Отель одиноких сердец - страница 3



Маленькая девочка смотрела на солнце так, чтобы непременно чихнуть.

Мальчик притворялся, что отрывает большой палец от руки.

Девочка так обращалась с очищенной картофелиной, как будто это был ее ребенок, и спрятала ее в карман, чтобы спасти от кастрюли с кипятком.

По неизвестным ему причинам мальчик решил исповедоваться, крякая как утка.


Всем детям в приюте было грустно. Им постоянно недоставало любви. Побои угнетали их самолюбие. Поскольку их били каждый раз, когда им случалось о чем-то задуматься, они стали бояться отпускать мысль в полет по просторам разума. Их развивавшемуся сознанию не было дозволено тешить себя и баловать присущими детству счастливыми странствиями по магическому, мифическому Элизию рассудка. Но у Пьеро и Розы хватило сил пережить этот жестокий режим и не утратить чувство собственного достоинства.


Мать-настоятельница всегда уделяла особое внимание мальчикам и девочкам младшей группы – детям от двух до шести лет. Они располагались на втором этаже. Первым, что объединило Пьеро и Розу, стала черная кошка. Мать-настоятельница постоянно старалась избавиться от этого зверя, который, как ей казалось, навсегда прописался в детском приюте. Кошка обладала колючей шерстью и выглядела так, будто только что выбралась из цистерны с гудроном и очень печалилась о своей несчастной судьбе. Бывали дни, когда ее нигде нельзя было найти. Казалось, она просто исчезала, пройдя сквозь стены. Но однажды мать-настоятельница обнаружила кошку в постели Пьеро. Мальчик и животное спали, обняв друг друга руками и лапами, как любовники. Монахиня вышвырнула кошку в окно. При этом она была уверена, что видит ее в последний раз.

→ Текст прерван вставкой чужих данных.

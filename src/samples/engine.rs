// Copyright (C) 2026 Michael Wilson <mike@mdwn.dev>
//
// This program is free software: you can redistribute it and/or modify it under
// the terms of the GNU General Public License as published by the Free Software
// Foundation, version 3.
//
// This program is distributed in the hope that it will be useful, but WITHOUT
// ANY WARRANTY; without even the implied warranty of MERCHANTABILITY or FITNESS
// FOR A PARTICULAR PURPOSE. See the GNU General Public License for more details.
//
// You should have received a copy of the GNU General Public License along with
// this program. If not, see <https://www.gnu.org/licenses/>.
//

//! Main sample engine that coordinates sample loading, voice limiting, and playback.

use std::sync::{Arc, OnceLock};

use futures_util::future::join_all;
use parking_lot::Mutex;
use tokio::sync::OnceCell;
use tracing::{debug, error, info, warn};

use super::bank::{normalize, SampleBank};
use super::sound::{PlayOptions, SampleId, SoundRef};
use super::voice::{Voice, VoicePool};
use super::{MASTER_GAIN, MAX_SIMULTANEOUS_SOUNDS, SAMPLE_COUNT, VOICE_GAIN};
use crate::assets::AssetSource;
use crate::audio::{AudioBuffer, Device, OnEnded, VoiceChain, VoiceId};
use crate::session::SessionTag;

/// The sample player loads the sample bank once and plays one-shot voices from it.
pub struct SamplePlayer {
    /// Where encoded samples are fetched from.
    assets: Arc<dyn AssetSource>,
    /// The output device.
    device: Arc<dyn Device>,
    /// Tag attached to every sample fetch.
    session: SessionTag,
    /// Set once the device open has been attempted, holding whether it succeeded.
    device_opened: OnceLock<bool>,
    /// The bank, set once every fetch has settled.
    bank: OnceCell<SampleBank>,
    /// Active voices. Completion callbacks hold a weak reference to this.
    voices: Arc<Mutex<VoicePool>>,
}

impl SamplePlayer {
    /// Creates a new sample player. Nothing is fetched or opened until the first load.
    pub fn new(
        assets: Arc<dyn AssetSource>,
        device: Arc<dyn Device>,
        session: SessionTag,
    ) -> SamplePlayer {
        SamplePlayer {
            assets,
            device,
            session,
            device_opened: OnceLock::new(),
            bank: OnceCell::new(),
            voices: Arc::new(Mutex::new(VoicePool::new(MAX_SIMULTANEOUS_SOUNDS))),
        }
    }

    /// Opens the output device and loads the sample bank. Only the first call does any work;
    /// concurrent callers wait for that same load to finish.
    pub async fn load(&self) -> &SampleBank {
        self.open_device();
        self.bank.get_or_init(|| self.load_bank()).await
    }

    /// Plays the given sound. Unknown sounds, empty slots, and an unavailable device are
    /// ignored. Returns the ID of the started voice.
    pub async fn play(&self, sound: impl Into<SoundRef>, options: PlayOptions) -> Option<VoiceId> {
        self.load().await;

        let sound = sound.into();
        let Some(id) = sound.resolve() else {
            debug!(sound = ?sound, "Ignoring unknown sound");
            return None;
        };

        self.play_sound(id, options.position.unwrap_or(0.0))
    }

    /// Starts a voice for the given sample immediately, stealing the oldest voice if too many
    /// are playing. Does nothing until the bank is loaded.
    pub fn play_sound(&self, id: SampleId, position: f32) -> Option<VoiceId> {
        if !self.device.is_open() {
            debug!(sample = %id, device = %self.device, "Device not open, ignoring play");
            return None;
        }
        let Some(buffer) = self.bank.get().and_then(|bank| bank.get(id)) else {
            debug!(sample = %id, "Sample not loaded, ignoring play");
            return None;
        };

        let range = self.device.pan_range();
        let pan = if position.is_nan() {
            0.0
        } else {
            position.clamp(*range.start(), *range.end())
        };

        let voice_id = VoiceId::next();
        let chain = VoiceChain {
            id: voice_id,
            buffer,
            gain: VOICE_GAIN,
            pan,
        };

        let pool = Arc::downgrade(&self.voices);
        let on_ended: OnEnded = Box::new(move || {
            if let Some(pool) = pool.upgrade() {
                if pool.lock().remove(voice_id) {
                    debug!(voice = %voice_id, "Voice ended");
                }
            }
        });

        // Starting, stealing, and admitting happen under one lock so concurrent plays
        // can never push the pool past its limit. Nothing is stolen if the start fails.
        let mut voices = self.voices.lock();
        let handle = match self.device.start(chain, on_ended) {
            Ok(handle) => handle,
            Err(e) => {
                error!(sample = %id, err = %e, "Unable to start voice");
                return None;
            }
        };
        voices.admit(Voice::new(voice_id, id, pan, handle));

        debug!(
            sample = %id,
            voice = %voice_id,
            pan,
            active_voices = voices.len(),
            "Playing sample"
        );
        Some(voice_id)
    }

    /// Returns the number of voices still playing.
    pub fn active_voices(&self) -> usize {
        let mut voices = self.voices.lock();
        voices.purge_finished();
        voices.len()
    }

    /// Stops every active voice.
    pub fn stop_all(&self) {
        let stopped = self.voices.lock().clear();
        if stopped > 0 {
            info!(stopped, "Stopped all voices");
        }
    }

    /// The sample bank, once loaded.
    pub fn bank(&self) -> Option<&SampleBank> {
        self.bank.get()
    }

    pub fn session(&self) -> &SessionTag {
        &self.session
    }

    /// Opens the device the first time this is called. A failure leaves the device closed
    /// and every later play is ignored.
    fn open_device(&self) {
        self.device_opened.get_or_init(|| {
            match self.device.open(MASTER_GAIN) {
                Ok(()) => true,
                Err(e) => {
                    error!(device = %self.device, err = %e, "Unable to open output device");
                    false
                }
            }
        });
    }

    /// Fetches and decodes every sample concurrently, keeping whatever succeeded.
    async fn load_bank(&self) -> SampleBank {
        info!(session = %self.session, samples = SAMPLE_COUNT, "Loading samples");

        let slots = join_all(SampleId::all().map(|id| self.load_sample(id))).await;
        let bank = SampleBank::from_slots(slots);

        let loaded = bank.loaded_count();
        if loaded < SAMPLE_COUNT {
            warn!(loaded, failed = SAMPLE_COUNT - loaded, "Some samples failed to load");
        }
        info!(
            loaded,
            memory_kb = bank.memory_size() / 1024,
            "Samples loaded"
        );
        bank
    }

    /// Loads a single sample. Failures are logged and leave the slot empty.
    async fn load_sample(&self, id: SampleId) -> Option<AudioBuffer> {
        let encoded = match self.assets.fetch(id, &self.session).await {
            Ok(encoded) => encoded,
            Err(e) => {
                error!(sample = %id, err = %e, "Unable to fetch sample");
                return None;
            }
        };

        let device = self.device.clone();
        let decoded = tokio::task::spawn_blocking(move || device.decode(&encoded)).await;
        let mut buffer = match decoded {
            Ok(Ok(buffer)) => buffer,
            Ok(Err(e)) => {
                error!(sample = %id, err = %e, "Unable to decode sample");
                return None;
            }
            Err(e) => {
                error!(sample = %id, err = %e, "Sample decode task failed");
                return None;
            }
        };

        normalize(&mut buffer);
        debug!(
            sample = %id,
            frames = buffer.frames(),
            channels = buffer.channel_count(),
            "Sample loaded"
        );
        Some(buffer)
    }
}

impl std::fmt::Debug for SamplePlayer {
    fn fmt(&self, f: &mut std::fmt::Formatter<'_>) -> std::fmt::Result {
        f.debug_struct("SamplePlayer")
            .field("device", &self.device.to_string())
            .field("session", &self.session)
            .field("loaded", &self.bank.initialized())
            .field("voices", &*self.voices.lock())
            .finish()
    }
}
// Copyright (C) 2026 Michael Wilson <mike@mdwn.dev>
//
// This program is free software: you can redistribute it and/or modify it under
// the terms of the GNU General Public License as published by the Free Software
// Foundation, version 3.
//
// This program is distributed in the hope that it will be useful, but WITHOUT
// ANY WARRANTY; without even the implied warranty of MERCHANTABILITY or FITNESS
// FOR A PARTICULAR PURPOSE. See the GNU General Public License for more details.
//
// You should have received a copy of the GNU General Public License along with
// this program. If not, see <https://www.gnu.org/licenses/>.
//
use std::error::Error;
use std::path::PathBuf;
use std::time::Duration;

use clap::{crate_version, Parser, Subcommand};
use sfxpad::samples::{PlayOptions, SampleId, SamplePlayer, SoundRef};
use sfxpad::session::SessionStore;
use sfxpad::{assets, audio, config};
use tracing::info;

/// How often `play` checks whether its voices have finished.
const PLAY_POLL_INTERVAL: Duration = Duration::from_millis(50);

#[derive(Parser)]
#[clap(
    author = "Michael Wilson",
    version = crate_version!(),
    about = "A sixteen-pad sound effect player."
)]
struct Cli {
    #[clap(subcommand)]
    command: Commands,
}

#[derive(Subcommand)]
enum Commands {
    /// Lists the available audio output devices.
    Devices {},
    /// Loads the sample bank and plays the given sounds, waiting for them to finish.
    Play {
        /// The path to the player configuration file.
        #[arg(short, long)]
        config: Option<PathBuf>,
        /// Stereo position from -1.0 (left) to 1.0 (right).
        #[arg(short, long, default_value_t = 0.0, allow_negative_numbers = true)]
        pan: f32,
        /// Sounds to play: sample numbers (1-16) or sample file names like hit-07.mp3.
        #[arg(required = true)]
        sounds: Vec<String>,
    },
    /// Serves the static asset directory.
    #[cfg(feature = "server")]
    Serve {
        /// The path to the player configuration file.
        #[arg(short, long)]
        config: Option<PathBuf>,
        /// Port to listen on. Overrides the PORT environment variable.
        #[arg(short, long)]
        port: Option<u16>,
        /// Directory to serve. Defaults to the configured server root.
        root: Option<PathBuf>,
    },
    /// Prints the session tag, creating it if necessary.
    Session {
        /// The path to the player configuration file.
        #[arg(short, long)]
        config: Option<PathBuf>,
    },
}

/// Sample numbers are accepted as plain numbers; anything else is treated as a file name.
fn parse_sound(arg: &str) -> SoundRef {
    match arg.parse::<usize>().ok().and_then(SampleId::from_number) {
        Some(id) => SoundRef::Id(id),
        None => SoundRef::Name(arg.to_string()),
    }
}

#[tokio::main]
async fn main() -> Result<(), Box<dyn Error>> {
    tracing_subscriber::fmt::init();

    let cli = Cli::parse();

    match cli.command {
        Commands::Devices {} => {
            let devices = audio::list_devices()?;

            if devices.is_empty() {
                println!("No devices found.");
                return Ok(());
            }

            println!("Devices:");
            for device in devices {
                println!("- {}", device);
            }
        }
        Commands::Play {
            config,
            pan,
            sounds,
        } => {
            let config = config::load(config.as_deref())?;
            let session = SessionStore::new(config.session_file()).session_tag()?;
            let device = audio::get_device(config.audio())?;
            let assets = assets::from_config(&config)?;

            let player = SamplePlayer::new(assets, device, session);
            let bank = player.load().await;
            info!(loaded = bank.loaded_count(), "Ready");

            for sound in sounds.iter().map(|sound| parse_sound(sound)) {
                if player.play(sound.clone(), PlayOptions::at(pan)).await.is_none() {
                    println!("Nothing played for {:?}.", sound);
                }
            }

            tokio::select! {
                _ = async {
                    while player.active_voices() > 0 {
                        tokio::time::sleep(PLAY_POLL_INTERVAL).await;
                    }
                } => {}
                _ = tokio::signal::ctrl_c() => player.stop_all(),
            }
        }
        #[cfg(feature = "server")]
        Commands::Serve { config, port, root } => {
            let config = config::load(config.as_deref())?;
            let root = root.unwrap_or_else(|| config.server().root().to_path_buf());
            let port = sfxpad::server::resolve_port(port, config.server())?;
            sfxpad::server::serve(root, port).await?;
        }
        Commands::Session { config } => {
            let config = config::load(config.as_deref())?;
            let session = SessionStore::new(config.session_file()).session_tag()?;
            println!("{}", session);
        }
    }

    Ok(())
}
// Copyright (C) 2026 Michael Wilson <mike@mdwn.dev>
//
// This program is free software: you can redistribute it and/or modify it under
// the terms of the GNU General Public License as published by the Free Software
// Foundation, version 3.
//
// This program is distributed in the hope that it will be useful, but WITHOUT
// ANY WARRANTY; without even the implied warranty of MERCHANTABILITY or FITNESS
// FOR A PARTICULAR PURPOSE. See the GNU General Public License for more details.
//
// You should have received a copy of the GNU General Public License along with
// this program. If not, see <https://www.gnu.org/licenses/>.
//
use std::path::PathBuf;

use async_trait::async_trait;
use bytes::Bytes;
use tracing::debug;

use super::{sample_path, AssetError, AssetSource};
use crate::samples::SampleId;
use crate::session::SessionTag;

/// Reads samples from `<root>/samples/NN.<ext>`. The session tag is only logged.
pub struct DirAssetSource {
    root: PathBuf,
    extension: String,
}

impl DirAssetSource {
    pub fn new(root: impl Into<PathBuf>, extension: &str) -> DirAssetSource {
        DirAssetSource {
            root: root.into(),
            extension: extension.to_string(),
        }
    }

    /// The file a sample is read from.
    pub fn sample_file(&self, id: SampleId) -> PathBuf {
        self.root.join(sample_path(id, &self.extension))
    }
}

#[async_trait]
impl AssetSource for DirAssetSource {
    async fn fetch(&self, id: SampleId, session: &SessionTag) -> Result<Bytes, AssetError> {
        let path = self.sample_file(id);
        debug!(sample = %id, path = ?path, session = %session, "Reading sample");
        tokio::fs::read(&path)
            .await
            .map(Bytes::from)
            .map_err(|source| AssetError::Io { path, source })
    }
}

#[cfg(test)]
mod tests {
    use super::*;

    #[tokio::test]
    async fn test_fetch_from_dir() {
        let dir = tempfile::tempdir().unwrap();
        std::fs::create_dir(dir.path().join("samples")).unwrap();
        std::fs::write(dir.path().join("samples").join("05.wav"), b"data").unwrap();

        let source = DirAssetSource::new(dir.path(), "wav");
        let session = SessionTag::new("s");

        let bytes = source
            .fetch(SampleId::new(4).unwrap(), &session)
            .await
            .unwrap();
        assert_eq!(&bytes[..], b"data");

        let missing = source.fetch(SampleId::new(5).unwrap(), &session).await;
        assert!(matches!(missing, Err(AssetError::Io { .. })));
    }
}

Но вскоре она снова увидела кошку: с ней разговаривала Роза. Девочка сидела перед ней на корточках и говорила с кошкой так, будто они обсуждали что-то очень важное. Правда, Роза была еще слишком маленькой, даже не могла выговорить нужные слова. Она просто что-то бормотала, издавая нечленораздельные звуки – нечто среднее между лепетом и бурчанием. Как бульканье воды, переливающейся через край маленькой кастрюльки. Кошка внимательно выслушала Розу, потом быстро выскользнула за дверь, как будто торопилась доставить сообщение повстанцам.

Когда Пьеро и Розе было по четыре года, мать-настоятельница заметила, что они оба делают вид, что черная кошка – их ребенок. Они целовали ее в мордочку и ласково гладили.

– Ты поганая котяра. Глупая, мерзкая тварь. Грязная оборванка. Ты отправишься прямо в ад, – говорила Роза.

– Да. Ты поганая и занудная. И молока ты не дождешься. Совсем не получишь молока. Ни капельки молока. Нет для тебя молока, – вторил ей Пьеро.

– А если заревешь, получишь кулаком по носу.

– Ой-ей-ей! Даже слышать ничего об этом не хочу.

– Какая же ты вонючка! Тебе надо лапы свои отмыть. Искупать тебя пора. Уродина вонючая.

– Гадкая грешница, гадкая, гадкая, гадкая. И лапы у тебя все грязные.

– Какая же ты бесстыжая! Посмотри на меня. Тварь ты бесстыжая.

Их никогда не учили словам любви. Хотя оба они знали только грубые выражения и слова принуждения, детям как-то удавалось придавать им оттенок душевной теплоты. Мать-настоятельница тут же сделала себе пометку о том, что этих двух детей надо держать порознь. Мальчики и девочки были разделены в спальнях и классах, но играли в общих помещениях, ели в одной большой столовой и сообща работали во дворе. В приюте требовалось пресекать любые проявления любви. Если существовало нечто, калечащее людям жизнь, то это была любовь. Именно это чувство, самое ненадежное из всех, загоняло людей в плачевные обстоятельства. Порой любовь возникала за несколько лет до того, как сами дети могли осознавать свою привязанность, и к тому времени, когда эти чувства становились очевидны, искоренить их уже было невозможно. Поэтому всем монахиням было строго-настрого наказано держать Розу и Пьеро подальше друг от друга.